Convenience Stores Seek Sweet Spot Between Restaurants and On-Demand Grocers

C-Stores Seek Spot Between Restaurants, Grocers

As consumers increasingly expect to get their food needs met on demand, the convenience retail industry is right there, offering some of the benefits of purchasing both from a restaurant and from a grocery store.

The industry is gaining share from each of the two, restaurant and grocery, with many convenience stores selling prepared meals at lower prices than the average restaurant and selling basic food and beverage essentials (milk, bread, etc.) that can be bought in the same purchase.

The digital convenience store space is comprised of both brick-and-mortar incumbents and digitally native newcomers. For the former, take Casey’s General Stores, the United States’ third-largest convenience store retailer and fifth-largest pizza chain, which operates more than 2,400 locations. As of an interview with PYMNTS about a year ago, the chain had 900 stores on DoorDash’s marketplace; 800 to 850 using DoorDash’s white-label fulfillment platform on Casey’s-branded platforms; 750 on Uber Eats; and 400 to 450 stores where delivery is fulfilled in-house.

Read more: Casey’s Aims to Convert Fans to Superfans With Personalized Messaging

“When you do it yourself, you obviously have to work on, ‘How do we optimize this?’” Art Sebastian, vice president of digital experiences at Casey’s General Stores, told PYMNTS at the time. “‘How do we ensure we have the right amount of drivers that meet the needs for orders, but we don’t have extra drivers standing around?’ So, plenty of work there.”

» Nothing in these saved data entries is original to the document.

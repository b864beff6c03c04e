//! Column catalogue for the adverse-event (AE) domain.
//!
//! Each entry carries the phrases a reader typically uses when asking about
//! the column ("how severe", "body system", ...). The AE query parser matches
//! questions against these phrases.

use std::fmt::Write as _;

use serde::Serialize;

#[derive(Debug, Clone, Copy, PartialEq, Eq, Serialize)]
#[serde(rename_all = "lowercase")]
pub enum AeValueType {
    String,
    Datetime,
    Integer,
}

#[derive(Debug, Clone, Copy, Serialize)]
pub struct AeColumn {
    pub name: &'static str,
    pub label: &'static str,
    pub description: &'static str,
    pub value_type: AeValueType,
    /// Closed value set, empty for free text.
    pub values: &'static [&'static str],
    pub use_for: &'static [&'static str],
}

#[derive(Debug, Clone, Copy, Serialize)]
pub struct AeSchema {
    pub dataset_name: &'static str,
    pub description: &'static str,
    pub columns: &'static [AeColumn],
}

impl AeSchema {
    pub fn column(&self, name: &str) -> Option<&AeColumn> {
        self.columns
            .iter()
            .find(|column| column.name.eq_ignore_ascii_case(name))
    }

    /// Plain-text rendering of the catalogue, one block per column.
    pub fn describe(&self) -> String {
        let mut out = format!("{} DATASET SCHEMA:\n\n", self.dataset_name.to_uppercase());
        for column in self.columns {
            let _ = writeln!(out, "Column: {}", column.name);
            let _ = writeln!(out, "  Label: {}", column.label);
            let _ = writeln!(out, "  Description: {}", column.description);
            if !column.values.is_empty() {
                let _ = writeln!(out, "  Valid Values: {}", column.values.join(", "));
            }
            let _ = writeln!(
                out,
                "  Use for questions about: {}\n",
                column.use_for.join(", ")
            );
        }
        out
    }
}

pub const AE_SCHEMA: AeSchema = AeSchema {
    dataset_name: "Adverse Events (AE)",
    description: "Contains adverse event records from clinical trials",
    columns: &[
        AeColumn {
            name: "USUBJID",
            label: "Unique Subject Identifier",
            description: "Unique identifier for each patient/subject in the study",
            value_type: AeValueType::String,
            values: &[],
            use_for: &["subject identification", "patient ID", "participant"],
        },
        AeColumn {
            name: "AETERM",
            label: "Reported Term for the Adverse Event",
            description:
                "The verbatim term used to identify the adverse event, specific condition or symptom",
            value_type: AeValueType::String,
            values: &[],
            use_for: &[
                "specific condition",
                "symptom",
                "adverse event name",
                "what happened",
                "condition name",
                "event term",
            ],
        },
        AeColumn {
            name: "AEDECOD",
            label: "Dictionary-Derived Term",
            description: "Standardized/coded term for the adverse event from MedDRA dictionary",
            value_type: AeValueType::String,
            values: &[],
            use_for: &["coded term", "standard term", "MedDRA term", "preferred term"],
        },
        AeColumn {
            name: "AESOC",
            label: "Primary System Organ Class",
            description:
                "The body system or organ class affected (e.g., CARDIAC DISORDERS, NERVOUS SYSTEM DISORDERS)",
            value_type: AeValueType::String,
            values: &[],
            use_for: &[
                "body system",
                "organ class",
                "system organ class",
                "SOC",
                "organ",
                "body part",
                "system",
            ],
        },
        AeColumn {
            name: "AEBODSYS",
            label: "Body System or Organ Class",
            description: "Body system affected by the adverse event",
            value_type: AeValueType::String,
            values: &[],
            use_for: &["body system", "organ system"],
        },
        AeColumn {
            name: "AESEV",
            label: "Severity/Intensity",
            description: "The severity or intensity of the adverse event (MILD, MODERATE, SEVERE)",
            value_type: AeValueType::String,
            values: &["MILD", "MODERATE", "SEVERE"],
            use_for: &[
                "severity",
                "intensity",
                "how severe",
                "how bad",
                "seriousness level",
                "grade",
            ],
        },
        AeColumn {
            name: "AESER",
            label: "Serious Event",
            description: "Whether the adverse event is serious (Y/N)",
            value_type: AeValueType::String,
            values: &["Y", "N"],
            use_for: &["serious", "SAE", "serious adverse event"],
        },
        AeColumn {
            name: "AEREL",
            label: "Causality/Relationship to Treatment",
            description:
                "Relationship of adverse event to study treatment (PROBABLE, POSSIBLE, REMOTE, NONE)",
            value_type: AeValueType::String,
            values: &[],
            use_for: &[
                "related",
                "causality",
                "relationship",
                "drug related",
                "treatment related",
                "caused by",
            ],
        },
        AeColumn {
            name: "AEOUT",
            label: "Outcome of Adverse Event",
            description: "The outcome/resolution of the adverse event",
            value_type: AeValueType::String,
            values: &[],
            use_for: &["outcome", "resolved", "resolution", "result", "recovered"],
        },
        AeColumn {
            name: "AEACN",
            label: "Action Taken with Study Treatment",
            description: "Action taken with study treatment due to the adverse event",
            value_type: AeValueType::String,
            values: &[],
            use_for: &["action taken", "treatment action", "drug action", "dose action"],
        },
        AeColumn {
            name: "AESTDTC",
            label: "Start Date/Time of Adverse Event",
            description: "When the adverse event started",
            value_type: AeValueType::Datetime,
            values: &[],
            use_for: &["start date", "onset date", "when started", "beginning"],
        },
        AeColumn {
            name: "AEENDTC",
            label: "End Date/Time of Adverse Event",
            description: "When the adverse event ended/resolved",
            value_type: AeValueType::Datetime,
            values: &[],
            use_for: &["end date", "resolution date", "when ended", "when resolved"],
        },
        AeColumn {
            name: "AESTDY",
            label: "Study Day of Start of Adverse Event",
            description: "Study day when adverse event started (relative to reference date)",
            value_type: AeValueType::Integer,
            values: &[],
            use_for: &["study day", "day of onset", "which day"],
        },
        AeColumn {
            name: "AELLT",
            label: "Lowest Level Term",
            description: "MedDRA Lowest Level Term for the adverse event",
            value_type: AeValueType::String,
            values: &[],
            use_for: &["lowest level term", "LLT"],
        },
        AeColumn {
            name: "AEHLT",
            label: "High Level Term",
            description: "MedDRA High Level Term grouping",
            value_type: AeValueType::String,
            values: &[],
            use_for: &["high level term", "HLT"],
        },
        AeColumn {
            name: "AEHLGT",
            label: "High Level Group Term",
            description: "MedDRA High Level Group Term",
            value_type: AeValueType::String,
            values: &[],
            use_for: &["high level group", "HLGT"],
        },
    ],
};

#[cfg(test)]
mod tests {
    use super::*;

    #[test]
    fn lookup_is_case_insensitive() {
        let column = AE_SCHEMA.column("aesev").expect("AESEV present");
        assert_eq!(column.values, &["MILD", "MODERATE", "SEVERE"]);
        assert!(AE_SCHEMA.column("VSDTC").is_none());
    }

    #[test]
    fn causality_and_organ_class_are_free_text() {
        let aerel = AE_SCHEMA.column("AEREL").expect("AEREL present");
        assert!(aerel.values.is_empty());
        assert!(aerel.description.contains("PROBABLE, POSSIBLE, REMOTE, NONE"));
        let aesoc = AE_SCHEMA.column("AESOC").expect("AESOC present");
        assert!(aesoc.use_for.contains(&"system"));
        assert!(aesoc.use_for.contains(&"body part"));
    }

    #[test]
    fn describe_lists_valid_values_only_for_closed_sets() {
        let text = AE_SCHEMA.describe();
        assert!(text.starts_with("ADVERSE EVENTS (AE) DATASET SCHEMA:"));
        assert!(text.contains("Valid Values: MILD, MODERATE, SEVERE"));
        let aeterm_block = text
            .split("Column: ")
            .find(|block| block.starts_with("AETERM"))
            .expect("AETERM block");
        assert!(!aeterm_block.contains("Valid Values"));
    }
}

By delivering both prepared food such as pizza and basic groceries such as sugar, the retailer can offer consumers the option to get in one purchase what they might otherwise have had to buy from one of each, a restaurant and a grocery store, paying the fees for each delivery purchase.

Digitally-native competitors offer similar benefits. Take, for instance, Gopuff, which delivers across the U.S. and U.K., offering prepared food such as pizza and burgers, a limited selection of produce, pantry staples, alcohol and more.

Following the footsteps of Gopuff, which was founded in 2013, the United States’ leading restaurant aggregator DoorDash launched its own digital convenience store, DashMart, in 2020. Earlier this summer, Instacart and Walmart teamed up on a digital convenience store in Canada, Instacart Now, and back in February, Grubhub launched its own DashMart competitor, Grubhub Goods.

See more: Instacart Takes on DashMart With Walmart Canada Partnership

“Diners have come to expect more choices when they land on Grubhub, including convenience options, which we see as a natural extension of our marketplace and a way to bring more value to the entire Grubhub ecosystem,” Grubhub Director of Growth and New Verticals Kyle Goings said in a statement at the time.